“We need to keep our young people” – Mrs Fertani

“Right after the revolution I thought young people would not leave the country anymore because they did it, they made the revolution for dignity, for a right they did not have. unfortunately things did not go that way”. This is what the president of the corporation of Tunisians architects (Ordres des architectes tunisiens), Fertani Nabila, said to Africanews during the Med in Italy forum held last Wednesday 29 June in Reggio Calabria, southern Italy.

You spoke about the emigration. Why?

Right after the revolution I thought young people would not leave the country anymore because they did it, they made the revolution for dignity, for a right they did not have. One of the rights in the Universal declaration of human rights is about the right to work. Unfortunately things did not go that way and emigration began. Suddenly there was an important number of young tunisians, and later of other nationalities, who faced all dangers, risking suicide crossing the Mediterranean Sea to go search somewhere else although they could rebuild their country. If we should have a help from the state, this should concern an incentive to keep our young people home with work opportunities and, above all, with a better awareness because, think about countries like the United States, these are countries that were build by work and if the Usa were empty, today they would not be a powerful country. Luckily that Europe has not bled for a long time and that it found the tools, in the 20th century, to keep its own citizens. To be developed countries, I think that North Africa as well should find the tools to keep its own brains and its own young people.

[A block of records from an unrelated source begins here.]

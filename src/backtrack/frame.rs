use super::Checkpoint;
use crate::ClauseId;

/// Decision point which can be retried once with the opposite value
#[derive(Debug, Clone, Copy, PartialEq, Eq)]
pub struct Frame {
    /// State of the formula before the decision has been applied
    pub checkpoint: Checkpoint,
    /// The clause whose first literal has been branched on
    pub clause: ClauseId,
    /// `true` once the false branch is being tried
    pub flipped: bool,
}

impl Frame {
    pub fn new(checkpoint: Checkpoint, clause: ClauseId) -> Self {
        Self {
            checkpoint,
            clause,
            flipped: false,
        }
    }
}

#[derive(Debug, Clone, PartialEq, Eq, Default)]
pub struct FrameStack(Vec<Frame>);

impl FrameStack {
    /// Number of pending decisions
    pub fn depth(&self) -> usize {
        self.0.len()
    }

    pub fn is_empty(&self) -> bool {
        self.0.is_empty()
    }

    /// Stack a new frame in the decide step
    pub fn push(&mut self, frame: Frame) {
        self.0.push(frame);
    }

    pub fn top(&self) -> Option<&Frame> {
        self.0.last()
    }

    /// Switch the innermost frame to its false branch
    pub fn mark_flipped(&mut self) {
        let top = self.0.last_mut().expect("Flip with an empty frame stack");
        debug_assert!(!top.flipped, "Frame is flipped twice");
        top.flipped = true;
    }

    /// Discard the innermost frame whose both branches have failed
    pub fn pop(&mut self) -> Option<Frame> {
        self.0.pop()
    }
}
use super::VarId;
use proptest::prelude::*;
use std::{fmt, ops::Not};

/// A reference to a propositional variable with a polarity
///
/// The literal itself does not carry the truth value of the variable.
/// It is looked up in an [Assignment] by [VarId], so every literal over the
/// same variable observes the same value regardless of its polarity.
#[derive(Clone, Copy, PartialEq, Eq, Hash)]
pub struct Literal {
    pub var: VarId,
    pub negated: bool,
}

impl Literal {
    pub fn new(var: VarId, negated: bool) -> Self {
        Self { var, negated }
    }

    /// Same variable, opposite polarity
    pub fn is_negation_of(&self, other: &Literal) -> bool {
        self.var == other.var && self.negated != other.negated
    }

    /// `variable_value XOR negated`, or `None` while the variable is unassigned
    pub fn resolved_value(&self, values: &Assignment) -> Option<bool> {
        values.value(self.var).map(|value| value ^ self.negated)
    }

    /// Value of the underlying variable which makes this literal resolve to `target`
    pub fn value_for(&self, target: bool) -> bool {
        target ^ self.negated
    }
}

impl Not for Literal {
    type Output = Self;

    fn not(self) -> Self::Output {
        Self {
            negated: !self.negated,
            ..self
        }
    }
}

impl fmt::Debug for Literal {
    fn fmt(&self, f: &mut fmt::Formatter) -> fmt::Result {
        if self.negated {
            write!(f, "-{:?}", self.var)
        } else {
            write!(f, "{:?}", self.var)
        }
    }
}

impl Arbitrary for Literal {
    type Parameters = ();
    type Strategy = BoxedStrategy<Self>;

    fn arbitrary_with(_: Self::Parameters) -> Self::Strategy {
        (0..8u32, any::<bool>())
            .prop_map(|(var, negated)| Self::new(VarId::new(var), negated))
            .boxed()
    }
}

/// Raised when a variable is pushed towards the value opposite to the one it already has
#[derive(Debug, Clone, Copy, PartialEq, Eq)]
pub struct Conflict {
    pub var: VarId,
}

/// Tri-state values of the underlying variables, indexed by [VarId]
#[derive(Debug, Clone, PartialEq, Eq, Default)]
pub struct Assignment(Vec<Option<bool>>);

impl Assignment {
    pub fn new(num_variables: usize) -> Self {
        Self(vec![None; num_variables])
    }

    /// Make room for variables interned after construction
    pub fn grow(&mut self, num_variables: usize) {
        if self.0.len() < num_variables {
            self.0.resize(num_variables, None);
        }
    }

    pub fn len(&self) -> usize {
        self.0.len()
    }

    pub fn is_empty(&self) -> bool {
        self.0.is_empty()
    }

    pub fn value(&self, var: VarId) -> Option<bool> {
        self.0[var.index()]
    }

    /// Set the value unconditionally and return the previous one
    pub fn assign(&mut self, var: VarId, value: bool) -> Option<bool> {
        self.0[var.index()].replace(value)
    }

    pub fn unassign(&mut self, var: VarId) {
        self.0[var.index()] = None;
    }

    /// Adopt an incoming value for `var`
    ///
    /// Returns `Ok(true)` if the variable was unassigned and now holds
    /// `value`, `Ok(false)` if it already held `value`. A variable holding
    /// the opposite value is left untouched and a [Conflict] is returned.
    ///
    /// ```rust
    /// use flipsat::{Assignment, Formula};
    ///
    /// let formula: Formula = "{{a}}".parse().unwrap();
    /// let a = formula.variables().get("a").unwrap();
    ///
    /// let mut values = Assignment::new(1);
    /// assert_eq!(values.propagate_from(a, true), Ok(true));
    /// assert_eq!(values.propagate_from(a, true), Ok(false));
    /// assert!(values.propagate_from(a, false).is_err());
    /// assert_eq!(values.value(a), Some(true));
    /// ```
    pub fn propagate_from(&mut self, var: VarId, value: bool) -> Result<bool, Conflict> {
        match self.0[var.index()] {
            Some(current) if current != value => Err(Conflict { var }),
            Some(_) => Ok(false),
            None => {
                self.0[var.index()] = Some(value);
                Ok(true)
            }
        }
    }
}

Do you think that something did not work in the Tunisian revolution?

Today in Tunisia there is an economical problem, as this was said during the forum. It is true that it was a revolution about work, also to have access to work, but many businesses closed, both Tunisians and foreign. There is also a problem for tourism which registered very low people registering for holidays. Tunisian economy relies strongly on tourism. It is true that the next future does not seem very clear but I would interpret this situation as in a transitional period. It is a pause. Once we will have a legal government, a constitution voted by the population, then we will be able to see more clearly. I think that the revolution will not be successful if the basis for a solid economy will not be built, an economy open to the world which keeps jobs and its own population.